The convenor suddenly noticed, looked sharply at me.

“This is off the record …”

Sorry.

We arrived at the Plumbers Union Local. Piles of packs of water bottles there too, also thousands of commercial water filters in boxes, buckets of new taps, short pipe lengths. The plumbers’ local have been running an emergency service of sorts for the worst affected.

Harold Harrington spoke, the plumbers’ head, in a work jacket and jeans, a slim 50-something man in an Eagles haircut. He looked like every working-class whistleblower in a ’70s movie. “Something’s not right, what they’re telling us to do at the plant.” He’ll be run off the road at night, eventually.

“How long will this take to fix?”

“Well, every pipe’s got to be stripped out of the houses. The river water’s corroded the pipes.”

“How many houses?”

“Forty thousand. In Flint. Plus the schools. And the hospitals …”

Then water scientist guy came to the mic, and kicked the thing to a yet higher level.

“People think drinking is bad, but bathing’s all right. It’s not.”
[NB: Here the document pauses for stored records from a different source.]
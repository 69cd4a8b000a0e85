// Copyright (c) Microsoft Corporation.
// Licensed under the MIT License.

//! Host-owned configuration.
//!
//! Settings are ordinary values: the host constructs (or deserializes) them,
//! and each compilation unit captures an immutable snapshot that is threaded
//! through the analyzer and the governor. Changing settings never
//! retroactively affects already-compiled expressions.

use anyhow::{bail, Result};
use serde::{Deserialize, Serialize};

/// Setting key gating whether pattern literals are permitted at all.
pub const SETTING_REGEX_ENABLED: &str = "quill.regex.enabled";

/// Setting key for the governor's budget multiplier.
pub const SETTING_REGEX_LIMIT_FACTOR: &str = "quill.regex.limit_factor";

/// The governor's budget multiplier: a finite factor, or the disabled
/// sentinel that makes matching unbounded.
#[derive(Debug, Clone, Copy, PartialEq, Eq, Serialize, Deserialize)]
pub enum LimitFactor {
    Factor(u32),
    Unlimited,
}

impl Default for LimitFactor {
    fn default() -> Self {
        LimitFactor::Factor(6)
    }
}

impl LimitFactor {
    /// Validate a host-supplied factor. Zero and negative values are
    /// meaningless and rejected.
    pub fn from_factor(factor: i64) -> Result<LimitFactor> {
        if factor <= 0 {
            bail!("[{SETTING_REGEX_LIMIT_FACTOR}] must be positive, got [{factor}]");
        }
        if factor > u32::MAX as i64 {
            bail!("[{SETTING_REGEX_LIMIT_FACTOR}] is too large, got [{factor}]");
        }
        Ok(LimitFactor::Factor(factor as u32))
    }
}

#[derive(Debug, Clone, PartialEq, Serialize, Deserialize)]
pub struct Settings {
    #[serde(default = "default_regex_enabled")]
    regex_enabled: bool,
    #[serde(default)]
    regex_limit_factor: LimitFactor,
}

fn default_regex_enabled() -> bool {
    true
}

impl Default for Settings {
    fn default() -> Self {
        Self::new()
    }
}

impl Settings {
    pub fn new() -> Settings {
        Settings {
            regex_enabled: true,
            regex_limit_factor: LimitFactor::default(),
        }
    }

    /// Gate pattern literals entirely; compilation of a script containing a
    /// pattern fails when disabled.
    pub fn with_regex_enabled(mut self, enabled: bool) -> Settings {
        self.regex_enabled = enabled;
        self
    }

    pub fn with_limit_factor(mut self, factor: i64) -> Result<Settings> {
        self.regex_limit_factor = LimitFactor::from_factor(factor)?;
        Ok(self)
    }

    /// Disable governance: matching becomes unbounded.
    pub fn with_unlimited_regex(mut self) -> Settings {
        self.regex_limit_factor = LimitFactor::Unlimited;
        self
    }

    pub fn regex_enabled(&self) -> bool {
        self.regex_enabled
    }

    pub fn regex_limit_factor(&self) -> LimitFactor {
        self.regex_limit_factor
    }
}
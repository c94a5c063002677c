//! # kelvin-convert
//!
//! A small library for mapping a named temperature scale and a numeric
//! value to the equivalent temperature in kelvins, using exact decimal
//! arithmetic.
//!
//! ## Features
//!
//! - **Four scales**: Centigrade, Fahrenheit, Rankine and Kelvin itself
//! - **Exact decimals**: all arithmetic on [`rust_decimal::Decimal`], so
//!   273.15 is exactly 273.15 and rounding is half-to-even
//! - **Forgiving names**: scale identifiers are case-insensitive and match
//!   on their first letter only
//! - **One failure mode**: an unrecognized scale returns
//!   [`Error::UnknownScale`]; nothing else can fail
//!
//! ## Quick Start
//!
//! ```rust
//! use kelvin_convert::{to_kelvin, Result};
//! use rust_decimal_macros::dec;
//!
//! fn main() -> Result<()> {
//!     let boiling = to_kelvin("Centigrade", dec!(100))?;
//!     assert_eq!(boiling, dec!(373.15));
//!
//!     let body = to_kelvin("Fahrenheit", dec!(98.6))?;
//!     assert_eq!(body.round_dp(2), dec!(310.15));
//!
//!     // Kelvin input passes through unchanged.
//!     assert_eq!(to_kelvin("Kelvin", dec!(0))?, dec!(0));
//!     Ok(())
//! }
//! ```
//!
//! ## Feature Flags
//!
//! - `serde`: Enable serialization/deserialization for [`Scale`]

// Public modules
pub mod calculator;
pub mod convert;
pub mod error;
pub mod scale;

// Re-exports for convenience
pub use calculator::TemperatureCalculator;
pub use convert::to_kelvin;
pub use error::{Error, Result};
pub use scale::Scale;
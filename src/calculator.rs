//! Thin calculator wrapper over the conversion function.

use rust_decimal::Decimal;

use crate::convert::to_kelvin;
use crate::error::Result;

/// Stateless calculator for absolute temperatures.
///
/// Delegates to [`to_kelvin`](crate::to_kelvin); it exists for callers that
/// prefer holding a value with a method over calling a free function. It
/// carries no state and is free to share or copy across threads.
///
/// # Example
///
/// ```
/// use kelvin_convert::TemperatureCalculator;
/// use rust_decimal_macros::dec;
///
/// let calculator = TemperatureCalculator::new();
/// let kelvins = calculator.temperature_in_kelvins("Centigrade", dec!(100))?;
/// assert_eq!(kelvins, dec!(373.15));
/// # Ok::<(), kelvin_convert::Error>(())
/// ```
#[derive(Debug, Clone, Copy, Default, PartialEq, Eq)]
pub struct TemperatureCalculator;

impl TemperatureCalculator {
    /// Create a new calculator.
    pub fn new() -> Self {
        Self
    }

    /// Convert `value` on the scale named by `scale` to kelvins.
    ///
    /// # Errors
    ///
    /// Returns [`Error::UnknownScale`](crate::Error::UnknownScale) when the
    /// scale identifier is not recognized.
    pub fn temperature_in_kelvins(&self, scale: &str, value: Decimal) -> Result<Decimal> {
        to_kelvin(scale, value)
    }
}
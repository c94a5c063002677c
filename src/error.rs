//! Error types for the kelvin-convert crate.

use thiserror::Error;

/// The main error type for this crate.
#[derive(Error, Debug, Clone, PartialEq, Eq)]
pub enum Error {
    /// The scale identifier did not select any supported scale.
    ///
    /// Only the first character of the identifier takes part in scale
    /// dispatch, so this fires when that character (uppercased) is not
    /// one of `C`, `F`, `R` or `K`.
    #[error("Unknown scale '{scale}'")]
    UnknownScale {
        /// The identifier as supplied by the caller, possibly empty.
        scale: String,
    },
}

/// A specialized Result type for this crate.
pub type Result<T> = std::result::Result<T, Error>;
//! Temperature scale identification.
//!
//! A scale is selected from a caller-supplied text label. Only the first
//! character of the label takes part in the match, case-folded to uppercase,
//! so `"Fahrenheit"`, `"fahrenheit"` and even `"Fahrenheitish"` all select
//! the same scale. This first-letter lookup is a documented quirk of the
//! original dispatch table and is preserved, not fixed.

use std::fmt;
use std::str::FromStr;

use crate::error::{Error, Result};

/// A supported temperature scale.
#[derive(Debug, Clone, Copy, PartialEq, Eq, Hash)]
#[cfg_attr(feature = "serde", derive(serde::Serialize, serde::Deserialize))]
pub enum Scale {
    /// Degrees Centigrade (Celsius).
    Centigrade,
    /// Degrees Fahrenheit.
    Fahrenheit,
    /// Degrees Rankine.
    Rankine,
    /// Kelvins, the absolute scale itself.
    Kelvin,
}

impl Scale {
    /// Select a scale from a caller-supplied identifier.
    ///
    /// Dispatch looks at the first character only, uppercased. An empty
    /// identifier is treated as a single blank character and therefore
    /// fails.
    ///
    /// # Errors
    ///
    /// Returns [`Error::UnknownScale`] carrying the original identifier
    /// when its first character is not one of `C`, `F`, `R` or `K`.
    ///
    /// # Example
    ///
    /// ```
    /// use kelvin_convert::Scale;
    ///
    /// assert_eq!(Scale::from_identifier("Centigrade").unwrap(), Scale::Centigrade);
    /// assert_eq!(Scale::from_identifier("rankin").unwrap(), Scale::Rankine);
    /// assert!(Scale::from_identifier("Xylophone").is_err());
    /// ```
    pub fn from_identifier(identifier: &str) -> Result<Self> {
        let first = identifier.chars().next().unwrap_or(' ');
        match first.to_uppercase().next().unwrap_or(first) {
            'C' => Ok(Self::Centigrade),
            'F' => Ok(Self::Fahrenheit),
            'R' => Ok(Self::Rankine),
            'K' => Ok(Self::Kelvin),
            _ => Err(Error::UnknownScale {
                scale: identifier.to_string(),
            }),
        }
    }

    /// Canonical name of the scale.
    pub fn name(&self) -> &'static str {
        match self {
            Self::Centigrade => "Centigrade",
            Self::Fahrenheit => "Fahrenheit",
            Self::Rankine => "Rankine",
            Self::Kelvin => "Kelvin",
        }
    }
}

impl fmt::Display for Scale {
    fn fmt(&self, f: &mut fmt::Formatter<'_>) -> fmt::Result {
        f.write_str(self.name())
    }
}

impl FromStr for Scale {
    type Err = Error;

    fn from_str(s: &str) -> Result<Self> {
        Self::from_identifier(s)
    }
}
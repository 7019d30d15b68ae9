//! # Frame Transport
//!
//! TCP listener and per-connection read/dispatch loop.
//!
//! ## Connection Loop
//! 1. Read a complete frame (7-byte header, then exactly the declared payload)
//! 2. Decrypt the payload with the connection's inbound cipher
//! 3. Look the id up in the [`HandlerRegistry`]; unknown ids are logged and skipped
//! 4. Decode, then run the handler's process step; a payload that fails to
//!    decode ends the connection
//!
//! ## Cleanup
//! Every exit path runs the same cleanup, in order: the outbound handle is
//! marked closed, then online registry, broadcast directory, team presence,
//! then the socket and ciphers drop.
//!
//! ## Shutdown
//! `serve` stops accepting when the shared watch flips to `true`, then waits
//! up to the configured timeout for open connections to finish on their own.

use std::net::SocketAddr;
use std::sync::atomic::{AtomicU64, Ordering};
use std::sync::Arc;
use std::time::Duration;

use futures::StreamExt;
use tokio::net::{TcpListener, TcpStream};
use tokio::sync::watch;
use tokio::time::{Instant, Interval, MissedTickBehavior};
use tokio_util::codec::FramedRead;
use tracing::{debug, error, info, instrument, warn};

use crate::config::{CipherConfig, ServerConfig};
use crate::core::frame::{Frame, FrameCodec};
use crate::error::{ProtocolError, Result};
use crate::protocol::message::HandlerContext;
use crate::protocol::registry::HandlerRegistry;
use crate::service::TeamRegistry;
use crate::transport::session::{ConnectionHandle, ConnectionId, ConnectionSession};
use crate::utils::cipher::CipherPair;
use crate::utils::metrics::Timer;

const DRAIN_POLL_INTERVAL: Duration = Duration::from_millis(100);

/// Listening socket plus everything a connection task needs.
pub struct FrameTransport {
    listener: TcpListener,
    registry: Arc<HandlerRegistry>,
    ctx: HandlerContext,
    cipher_key: Arc<[u8]>,
    cipher_nonce: Arc<[u8]>,
    max_payload: usize,
    shutdown_timeout: Duration,
    metrics_interval: Duration,
    next_id: AtomicU64,
}

impl FrameTransport {
    /// Bind the listener. Cipher settings are checked here so a bad key fails at startup.
    pub async fn bind(
        server: &ServerConfig,
        cipher: &CipherConfig,
        registry: Arc<HandlerRegistry>,
        ctx: HandlerContext,
    ) -> Result<Self> {
        CipherPair::new(cipher.key.as_bytes(), cipher.nonce.as_bytes())?;

        let listener = TcpListener::bind(&server.address).await?;
        info!(address = %server.address, "Listening");

        Ok(Self {
            listener,
            registry,
            ctx,
            cipher_key: Arc::from(cipher.key.as_bytes()),
            cipher_nonce: Arc::from(cipher.nonce.as_bytes()),
            max_payload: server.max_payload_size,
            shutdown_timeout: server.shutdown_timeout,
            metrics_interval: server.metrics_interval,
            next_id: AtomicU64::new(1),
        })
    }

    pub fn local_addr(&self) -> Result<SocketAddr> {
        Ok(self.listener.local_addr()?)
    }

    pub fn context(&self) -> &HandlerContext {
        &self.ctx
    }

    /// Accept connections until `shutdown` becomes `true`.
    #[instrument(skip(self, shutdown), fields(addr = ?self.listener.local_addr().ok()))]
    pub async fn serve(self, mut shutdown: watch::Receiver<bool>) -> Result<()> {
        let mut metrics_ticker = (!self.metrics_interval.is_zero()).then(|| {
            let mut ticker =
                tokio::time::interval_at(Instant::now() + self.metrics_interval, self.metrics_interval);
            ticker.set_missed_tick_behavior(MissedTickBehavior::Delay);
            ticker
        });

        loop {
            if *shutdown.borrow() {
                break;
            }

            tokio::select! {
                changed = shutdown.changed() => {
                    if changed.is_err() {
                        break;
                    }
                }

                _ = next_tick(&mut metrics_ticker) => {
                    self.ctx.metrics.log_metrics();
                }

                accept_result = self.listener.accept() => {
                    match accept_result {
                        Ok((stream, peer)) => self.spawn_connection(stream, peer),
                        Err(e) => error!(error = %e, "Error accepting connection"),
                    }
                }
            }
        }

        info!("Shutting down server. Waiting for connections to close...");
        self.drain().await;
        Ok(())
    }

    fn spawn_connection(&self, stream: TcpStream, peer: SocketAddr) {
        let ciphers = match CipherPair::new(&self.cipher_key, &self.cipher_nonce) {
            Ok(ciphers) => ciphers,
            Err(e) => {
                error!(peer = %peer, error = %e, "could not key connection ciphers");
                return;
            }
        };

        if let Err(e) = stream.set_nodelay(true) {
            debug!(peer = %peer, error = %e, "failed to set TCP_NODELAY");
        }

        let id = self.next_id.fetch_add(1, Ordering::Relaxed);
        let registry = Arc::clone(&self.registry);
        let ctx = self.ctx.clone();
        let max_payload = self.max_payload;

        ctx.metrics.connection_opened();
        info!(conn_id = id, peer = %peer, "received connection");

        tokio::spawn(run_connection(stream, peer, id, ciphers, registry, ctx, max_payload));
    }

    async fn drain(&self) {
        let deadline = Instant::now() + self.shutdown_timeout;

        loop {
            let active = self.ctx.metrics.snapshot().connections_active;
            if active == 0 {
                info!("All connections closed, shutting down");
                return;
            }
            if Instant::now() >= deadline {
                warn!(connections = active, "Shutdown timeout reached, forcing exit");
                return;
            }
            debug!(connections = active, "Waiting for connections to close");
            tokio::time::sleep(DRAIN_POLL_INTERVAL).await;
        }
    }
}

async fn next_tick(ticker: &mut Option<Interval>) {
    match ticker {
        Some(ticker) => {
            ticker.tick().await;
        }
        None => std::future::pending::<()>().await,
    }
}

/// Removes a connection from every shared view when dropped.
struct CleanupGuard {
    conn: ConnectionId,
    handle: ConnectionHandle,
    ctx: HandlerContext,
}

impl Drop for CleanupGuard {
    fn drop(&mut self) {
        // broadcasters still holding a snapshot see ConnectionClosed from here on
        self.handle.mark_closed();
        self.ctx.directories.remove_connection(self.conn);
        self.ctx.services.teams.mark_offline(self.conn);
        self.ctx.metrics.connection_closed();
        debug!(conn_id = self.conn, "connection cleaned up");
    }
}

#[instrument(skip_all, fields(conn_id = id, peer = %peer))]
async fn run_connection(
    stream: TcpStream,
    peer: SocketAddr,
    id: ConnectionId,
    ciphers: CipherPair,
    registry: Arc<HandlerRegistry>,
    ctx: HandlerContext,
    max_payload: usize,
) {
    let (read_half, write_half) = stream.into_split();
    let mut session =
        ConnectionSession::open(id, peer, ciphers, write_half, Arc::clone(&ctx.metrics));
    let mut frames = FramedRead::new(read_half, FrameCodec::with_max_payload(max_payload));
    // declared last so it drops first, before the socket halves
    let _cleanup = CleanupGuard {
        conn: id,
        handle: session.handle().clone(),
        ctx: ctx.clone(),
    };

    while let Some(next) = frames.next().await {
        let frame = match next {
            Ok(frame) => frame,
            Err(ProtocolError::Io(e)) => {
                debug!(error = %e, "read failed");
                break;
            }
            Err(e) => {
                warn!(error = %e, "dropping connection on malformed frame");
                break;
            }
        };

        if !dispatch_frame(&registry, &mut session, &ctx, frame).await {
            break;
        }
    }

    session.mark_closed();
    info!("client disconnected");
}

/// Decrypt, route and process one frame. Returns whether the connection stays open.
async fn dispatch_frame(
    registry: &HandlerRegistry,
    session: &mut ConnectionSession,
    ctx: &HandlerContext,
    mut frame: Frame,
) -> bool {
    let len = frame.payload.len();
    ctx.metrics.frame_received(len as u64);
    session.decrypt(&mut frame.payload);

    let mut message = match registry.create(frame.id) {
        Ok(message) => message,
        Err(ProtocolError::UnknownPacketId(packet_id)) => {
            ctx.metrics.unknown_packet();
            warn!(packet_id, len, "no handler registered, skipping frame");
            return true;
        }
        Err(e) => {
            error!(packet_id = frame.id, error = %e, "handler lookup failed");
            return true;
        }
    };

    let name = message.name();
    debug!(packet_id = frame.id, len, message = name, "received packet");

    if let Err(e) = message.decode(&frame.payload) {
        ctx.metrics.decode_error();
        warn!(packet_id = frame.id, message = name, error = %e, "dropping connection on undecodable payload");
        return false;
    }

    if message.starts_login() && session.begin_login() {
        debug!("authenticating");
    }

    let _timer = Timer::start(name);
    match message.process(session, ctx).await {
        Ok(()) => true,
        Err(ProtocolError::ConnectionClosed) => false,
        Err(ProtocolError::Io(e)) => {
            warn!(message = name, error = %e, "I/O failure while handling packet");
            false
        }
        Err(e) => {
            warn!(message = name, error = %e, "handler failed");
            true
        }
    }
}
“What’s the safe level of chloroform for water?”

“There’s not.”

A couple of reporters peeled away and made for the bus, tapping furiously into their phones.

We got back on the bus. We went to hear more stores. Water scientist guy looked at his iPhone. “Hey, friends from all over the country are contacting me. What’s going on?”

“You are, man. You’re the news.”

More stories. More witnessing. I admire this style of protest, its puritan roots, its call to conscience and summoning of inner strength. But there’s a limit. Sometimes I wish they would just haul a truckload of tyres up to Lansing and set fire to them in front of the statehouse. “You want toxins? Here they are.”

**

That evening before the debate, there were protests. They started from several different corners of the city, to converge on the college auditorium where the debate was being held. Campaigns on water joined with those for a $15 minimum wage, for no more police killings, for other things. Black and white, college kids and workers. It joined with the Sandersnistas, who had a 12-foot-high Bernie puppet.

A furious march, with drummers up front, people dancing, chants crossing each other, through the star-blue night. Outside the university, it’s hard to see this as a broken city. But only one GM plant remains. It stopped using Flint River water two months after it was switched on, because it was corroding metal. It might have been tipped off why. Which makes the whole thing a war crime.

“This is the start of something, not the end of it,” Van Jones had said at an impromptu at the plumbers’ union. “This is bringing things together. This is your Montgomery.” Three lines, but it went through people like electricity. No substitute for knowing how to do it.

I tagged along at the end, another someone else’s demo, in the snow at night, always half-wondering why one is here. But only half. This is where history happens, in half-hour instalments, after the skin has started to break and bleed, among the fields of snow, where the houses once were.